'Never Let Go'

GAINESVILLE, Fla. -- A cross attached to red rosary beads dangle from praying hands clutching a tattered football.

Above Carlos Ousley's favorite of 12 tattoos is the word "Never" in cursive. Below, the words "Let Go" reveal the true message.

"This shows why I didn't quit," said the 6-foot, 186-pound Ousley, raising his left shirt sleeve to show the poignant art on his biceps.

It was Arkansas teammate Steven Harris who told Ousley not to let go of his dream at a time when Ousley was second-guessing everything. His receiving total as a sophomore dropped from his freshman season, making Ousley wonder if he should simply give up.

"That kind of threw me off," Ousley said. "I thought, 'Maybe I'm not what the coaches wanted or maybe I'm in the wrong place.' I wasn't even sure I wanted to go to another school and play at that point.

"I felt like giving it up all together."

He couldn't transfer again. He already left Wake Forest after just one semester because coaches insisted his long dreadlocks be cut before he'd be allowed to play for the Demon Deacons.

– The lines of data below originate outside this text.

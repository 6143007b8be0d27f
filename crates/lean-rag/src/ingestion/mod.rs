//! Offline ingestion: word-window chunking and index population

pub mod chunker;
pub mod ingestor;

pub use chunker::{chunk, TextChunker, WordWindows};
pub use ingestor::{content_hash_id, IngestOptions, IngestReport, Ingestor};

"Steven broke it down to me," Ousley said. "He told me to stay positive, be patient and my time will come."

Good thing Ousley listened.

Ousley and Harris are No. 1 and No. 2 on the Hogs' receiving charts heading into today's 11 a.m. game against No. 16 Florida in Ben Hill Griffin Stadium. Harris, a senior, leads with 11 receptions for 232 yards and a pair of touchdowns while Ousley is close behind with 9 catches for 102 yards in his junior season for a team that ranks second in Southeastern Conference passing (253.5 yards per game).

As Arkansas receivers coach James Shibest puts it, they just click.

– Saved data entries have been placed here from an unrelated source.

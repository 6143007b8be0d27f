//! lean-rag: a small retrieval-augmented question answering pipeline
//!
//! Three stages share this crate:
//! - `extraction` turns heterogeneous documents (PDF, Office, HTML, ...) into plain text
//! - `ingestion` chunks that text into word windows, embeds it and upserts it into Qdrant
//! - `retrieval` and `generation` answer questions from the index with a local
//!   Ollama model, always returning a JSON object with `answer`, `commands` and
//!   `citations`
//!
//! The HTTP surface (`/health`, `/ask`) lives in `server`.

pub mod config;
pub mod error;
pub mod extraction;
pub mod generation;
pub mod ingestion;
pub mod providers;
pub mod retrieval;
pub mod server;
pub mod types;

pub use config::RagConfig;
pub use error::{Error, Result};
pub use types::{
    query::AskRequest,
    response::{Citation, Command, ModelResponse},
};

"They're our oldest guys," said Shibest. "They're getting ready to go on a big road test, so we're just hoping their experience can help a little bit.

"When you've got guys like that, they make mistakes also, but they're a little bit more reduced so you can do more things with your offense."

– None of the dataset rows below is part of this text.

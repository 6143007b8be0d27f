//! Document to plain-text extraction
//!
//! Each supported format is handled by a [`Converter`] registered in an
//! [`ExtractorRegistry`] under its file extensions. Converters that fail are
//! contained by the registry: the caller gets empty text plus a warning and
//! the batch carries on.

pub mod batch;
pub mod markup;
pub mod office;
#[cfg(feature = "pdf")]
pub mod pdf;
pub mod registry;
pub mod rtf;
pub mod tabular;
pub mod text;

pub use batch::{BatchExtractor, ExtractPlan, ExtractStats};
pub use registry::ExtractorRegistry;
pub use text::{decode_text, TextConverter};

use crate::error::Result;

/// Text pulled out of one document
#[derive(Debug, Clone, Default, PartialEq, Eq)]
pub struct Extracted {
    /// Plain text, possibly empty
    pub text: String,
    /// Non-fatal problems met while converting
    pub warnings: Vec<String>,
}

impl Extracted {
    /// Text with no warnings
    pub fn text(text: impl Into<String>) -> Self {
        Self {
            text: text.into(),
            warnings: Vec::new(),
        }
    }

    /// Empty text with a single warning
    pub fn warning(warning: impl Into<String>) -> Self {
        Self {
            text: String::new(),
            warnings: vec![warning.into()],
        }
    }
}

/// A format-specific converter
pub trait Converter: Send + Sync {
    /// Short format name used in warnings, e.g. `PDF`
    fn name(&self) -> &str;

    /// Lower-case extensions (without dot) this converter handles
    fn extensions(&self) -> &[&'static str];

    /// Convert raw file bytes to text
    fn convert(&self, data: &[u8]) -> Result<Extracted>;
}

/// Stand-in for a format whose cargo feature is disabled
#[derive(Debug, Clone)]
pub struct UnavailableConverter {
    name: &'static str,
    extensions: &'static [&'static str],
}

impl UnavailableConverter {
    /// Register `extensions` as known but unsupported in this build
    pub const fn new(name: &'static str, extensions: &'static [&'static str]) -> Self {
        Self { name, extensions }
    }
}

impl Converter for UnavailableConverter {
    fn name(&self) -> &str {
        self.name
    }

    fn extensions(&self) -> &[&'static str] {
        self.extensions
    }

    fn convert(&self, _data: &[u8]) -> Result<Extracted> {
        Ok(Extracted::warning(format!(
            "{} support not compiled in",
            self.name
        )))
    }
}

It will be the first trip -- and possibly the last unless the Hogs get a bid to a Sunshine State bowl game -- for Ousley and Harris to play in their home state since high school and the duo has grabbed nearly 100 tickets for friends, family members and former coaches to watch them do it.

FINDING THAT LOST 'LOVE'
Being excited about football again is important for Ousley. When he contemplated hanging it up, it was Harris who reminded him just how much he loved the game.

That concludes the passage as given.